Non-GAAP Net Income Calculation
Digital River’s non-GAAP net income (loss) is computed by adjusting GAAP pre-tax income as reported on the company’s statement of operations by adding back amortization of acquisition-related intangibles, stock-based compensation expense, intangible impairments, restructuring costs, litigation settlements, acquisition and integration costs, unrealized investment gain or loss, and goodwill impairments, net of a 21 percent tax rate. Non-GAAP diluted earnings per share is calculated using the “if-converted” method with respect to the issuance of the company’s 2004 and 2010 convertible notes, which includes shares reserved upon conversion of 199,828 and 6,128,581, respectively. In computing non-GAAP diluted earnings per share, adjust non-GAAP net income to add back debt interest and issuance cost amortization expenses, net of the tax benefit, and then divide this amount by fully diluted shares outstanding. This amount, representing the fully diluted earnings computation, is selected to represent non-GAAP diluted earnings per share for each period presented. To provide further clarity, a detailed reconciliation on the comparability of the GAAP and non-GAAP data has been provided in table form following the financial statements accompanying this release.
This press release contains forward-looking statements, including statements regarding the company’s anticipated future growth and future financial performance, as well as statements containing the words “anticipates,” “believes,” “plans,” “will,” “expects,” or “guidance” and similar words. Such forward-looking statements involve known and unknown risks, uncertainties and other factors, which may cause the actual results, performance or achievements of the company, or industry results, to differ materially from those expressed or implied by such forward-looking statements.

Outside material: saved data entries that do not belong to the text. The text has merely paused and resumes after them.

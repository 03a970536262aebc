//! Domain types for the feed pipeline.

use serde::{Deserialize, Serialize};
use std::fmt;
use std::sync::Arc;

/// Minimum size treated as a real resting level.
///
/// Levels at or below this threshold are absent from the book, never stored
/// as zero; the margin absorbs floating-point noise in venue payloads.
pub const SIZE_EPSILON: f64 = 1e-9;

/// Market data venue.
#[derive(Debug, Clone, Copy, PartialEq, Eq, Hash, Serialize, Deserialize)]
pub enum Venue {
    /// Polymarket CLOB market channel.
    Polymarket,
}

impl Venue {
    /// Returns the short label used in logs and exported events.
    #[must_use]
    pub fn as_str(&self) -> &'static str {
        match self {
            Venue::Polymarket => "polymarket",
        }
    }
}

impl fmt::Display for Venue {
    fn fmt(&self, f: &mut fmt::Formatter<'_>) -> fmt::Result {
        f.write_str(self.as_str())
    }
}

/// Order book side.
#[derive(Debug, Clone, Copy, PartialEq, Eq, Hash, Serialize, Deserialize)]
pub enum Side {
    /// Bid (buy) side.
    Bid,
    /// Ask (sell) side.
    Ask,
}

impl Side {
    /// Parses the side spellings the wire protocol uses.
    ///
    /// Accepts taker-side trade labels (`BUY`/`SELL`) and book-side keys
    /// (`bids`/`asks`), case-insensitively. Returns `None` for anything else.
    #[must_use]
    pub fn parse_wire(s: &str) -> Option<Self> {
        if s.eq_ignore_ascii_case("buy") || s.eq_ignore_ascii_case("bids") || s.eq_ignore_ascii_case("bid") {
            Some(Side::Bid)
        } else if s.eq_ignore_ascii_case("sell") || s.eq_ignore_ascii_case("asks") || s.eq_ignore_ascii_case("ask") {
            Some(Side::Ask)
        } else {
            None
        }
    }

    /// Returns true for the bid side.
    #[must_use]
    pub fn is_bid(&self) -> bool {
        matches!(self, Side::Bid)
    }
}

impl fmt::Display for Side {
    fn fmt(&self, f: &mut fmt::Formatter<'_>) -> fmt::Result {
        match self {
            Side::Bid => f.write_str("bid"),
            Side::Ask => f.write_str("ask"),
        }
    }
}

/// One side's quote at a price.
#[derive(Debug, Clone, Copy, PartialEq, Serialize, Deserialize)]
pub struct PriceLevel {
    /// Level price.
    pub price: f64,
    /// Resting size at this price.
    pub size: f64,
}

/// Best bid and ask with their sizes.
///
/// `None` is the defined empty sentinel for a side with no levels.
#[derive(Debug, Clone, Copy, Default, PartialEq, Serialize)]
pub struct TopOfBook {
    /// Best (highest) bid, if any.
    pub bid: Option<PriceLevel>,
    /// Best (lowest) ask, if any.
    pub ask: Option<PriceLevel>,
}

impl TopOfBook {
    /// Returns true when best bid >= best ask.
    ///
    /// A crossed top is a tolerated transient (venue resync, stale side),
    /// queryable but never treated as corruption.
    #[must_use]
    pub fn is_crossed(&self) -> bool {
        match (self.bid, self.ask) {
            (Some(bid), Some(ask)) => bid.price >= ask.price,
            _ => false,
        }
    }

    /// Returns the mid price when both sides are present.
    #[must_use]
    pub fn mid_price(&self) -> Option<f64> {
        match (self.bid, self.ask) {
            (Some(bid), Some(ask)) => Some((bid.price + ask.price) / 2.0),
            _ => None,
        }
    }
}

/// Full replacement of one instrument's book state.
#[derive(Debug, Clone, PartialEq)]
pub struct BookSnapshot {
    /// Instrument (token) identifier.
    pub instrument_id: String,
    /// Bid levels, any order.
    pub bids: Vec<PriceLevel>,
    /// Ask levels, any order.
    pub asks: Vec<PriceLevel>,
    /// Exchange timestamp in milliseconds, 0 if absent.
    pub timestamp_exchange: u64,
}

/// Incremental upsert/removal of one price level.
#[derive(Debug, Clone, PartialEq)]
pub struct LevelUpdate {
    /// Instrument (token) identifier.
    pub instrument_id: String,
    /// Book side the delta applies to.
    pub side: Side,
    /// Level price.
    pub price: f64,
    /// New absolute size; at or below [`SIZE_EPSILON`] removes the level.
    pub size: f64,
}

/// A trade print, no level data.
#[derive(Debug, Clone, PartialEq)]
pub struct TradeUpdate {
    /// Instrument (token) identifier.
    pub instrument_id: String,
    /// Trade price.
    pub price: f64,
    /// Trade size.
    pub size: f64,
    /// Taker side.
    pub side: Side,
    /// Exchange timestamp in milliseconds, 0 if absent.
    pub timestamp_exchange: u64,
    /// Raw wire payload of the trade object, carried into the emitted
    /// event for diagnostics.
    pub raw_payload: String,
}

/// One decoded domain event from the wire.
#[derive(Debug, Clone, PartialEq)]
pub enum FeedMessage {
    /// Full book replacement for one instrument.
    Snapshot(BookSnapshot),
    /// Single level delta to merge into the existing book.
    LevelChange(LevelUpdate),
    /// Trade print.
    Trade(TradeUpdate),
}

impl FeedMessage {
    /// Returns the instrument this message applies to.
    #[must_use]
    pub fn instrument_id(&self) -> &str {
        match self {
            FeedMessage::Snapshot(s) => &s.instrument_id,
            FeedMessage::LevelChange(u) => &u.instrument_id,
            FeedMessage::Trade(t) => &t.instrument_id,
        }
    }
}

/// Normalized trade event delivered to the event callback.
///
/// Always fully populated: partially-decodable wire events are dropped
/// upstream, never emitted incomplete. The embedded top-of-book reflects
/// every book update decoded from the same frame before this trade.
#[derive(Debug, Clone, Serialize)]
pub struct MarketEvent {
    /// Originating venue.
    pub venue: Venue,
    /// Instrument (token) identifier.
    pub instrument_id: String,
    /// Exchange timestamp in milliseconds.
    pub timestamp_exchange: u64,
    /// Local receive timestamp in milliseconds.
    ///
    /// Expected >= `timestamp_exchange`, but clock skew is tolerated.
    pub timestamp_received: u64,
    /// Trade price.
    pub price: f64,
    /// Trade size.
    pub size: f64,
    /// Taker side.
    pub side: Side,
    /// Best bid at emission time, `None` when the side is empty.
    pub best_bid: Option<PriceLevel>,
    /// Best ask at emission time, `None` when the side is empty.
    pub best_ask: Option<PriceLevel>,
    /// Raw wire payload of the trade object, for diagnostics.
    pub raw_payload: String,
}

/// Callback invoked once per decoded trade event, synchronously on the
/// session's processing context.
pub type EventCallback = Arc<dyn Fn(MarketEvent) + Send + Sync>;
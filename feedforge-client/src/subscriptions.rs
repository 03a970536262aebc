//! Durable subscription state.

use parking_lot::Mutex;
use std::collections::BTreeSet;
use std::sync::Arc;

/// The set of instrument ids currently subscribed.
///
/// Durable across reconnects: the server forgets subscription state when a
/// connection drops, so the session re-sends this whole set on every
/// successful handshake. Clones share the same underlying set, letting the
/// façade buffer requests made before streaming is reached.
#[derive(Debug, Clone, Default)]
pub struct SubscriptionSet {
    inner: Arc<Mutex<BTreeSet<String>>>,
}

impl SubscriptionSet {
    /// Creates an empty set.
    #[must_use]
    pub fn new() -> Self {
        Self::default()
    }

    /// Adds an instrument. Returns true when it was not present before.
    pub fn add(&self, instrument_id: impl Into<String>) -> bool {
        self.inner.lock().insert(instrument_id.into())
    }

    /// Removes an instrument. Returns true when it was present.
    pub fn remove(&self, instrument_id: &str) -> bool {
        self.inner.lock().remove(instrument_id)
    }

    /// Returns true when the instrument is subscribed.
    #[must_use]
    pub fn contains(&self, instrument_id: &str) -> bool {
        self.inner.lock().contains(instrument_id)
    }

    /// Returns the subscribed instruments in deterministic order.
    #[must_use]
    pub fn snapshot(&self) -> Vec<String> {
        self.inner.lock().iter().cloned().collect()
    }

    /// Returns the number of subscribed instruments.
    #[must_use]
    pub fn len(&self) -> usize {
        self.inner.lock().len()
    }

    /// Returns true when nothing is subscribed.
    #[must_use]
    pub fn is_empty(&self) -> bool {
        self.inner.lock().is_empty()
    }
}
//! Wall-clock access for receive timestamps.

/// Returns the current wall-clock time as milliseconds since the Unix epoch.
///
/// Receive timestamps are compared against exchange timestamps downstream;
/// clock skew between the two is expected and tolerated there.
#[must_use]
pub fn now_millis() -> u64 {
    chrono::Utc::now().timestamp_millis().max(0) as u64
}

Such factors include, among others: the company’s operating history and variability of operating results; competition in the commerce market; challenges associated with international expansion; our ability to successfully complete senior management succession plans; the variability of foreign exchange rates; any breach or compromise of the company’s security systems; our ability to successfully manage our business while undertaking significant internal investments; our ability to execute upon our payments strategy and expand our business in this sector; our ability to achieve favorable tax rates in our international operations; and other risk factors referenced in the company’s public filings with the Securities and Exchange Commission, including the Annual Report on Form 10-K for the year ended Dec. 31, 2011. The financial information contained in this release should be read in conjunction with the consolidated financial statements and notes thereto included in Digital River’s most recent reports on Form 10-K and Form 10-Q, each as it may be amended from time-to-time.
The forward-looking statements for fiscal 2013 reflect management’s expectations as of Feb. 6, 2013. Results may be materially affected by many factors, such as changes in global conditions in the financial services markets and consumer spending, fluctuations in foreign currency rates, the rate of growth of online commerce and the Internet, progress with key partners and other factors. The guidance assumes, among other things, that there are no changes to stock-based compensation expense and anticipated tax rates. Readers are cautioned not to place undue reliance on forward-looking statements, which reflect management’s analysis only as of the date hereof. The company undertakes no obligation to update these forward-looking statements to reflect events or circumstances that may arise after the date hereof.
Digital River is a registered trademark of Digital River, Inc. All other trademarks and registered trademarks are trademarks of their respective owners.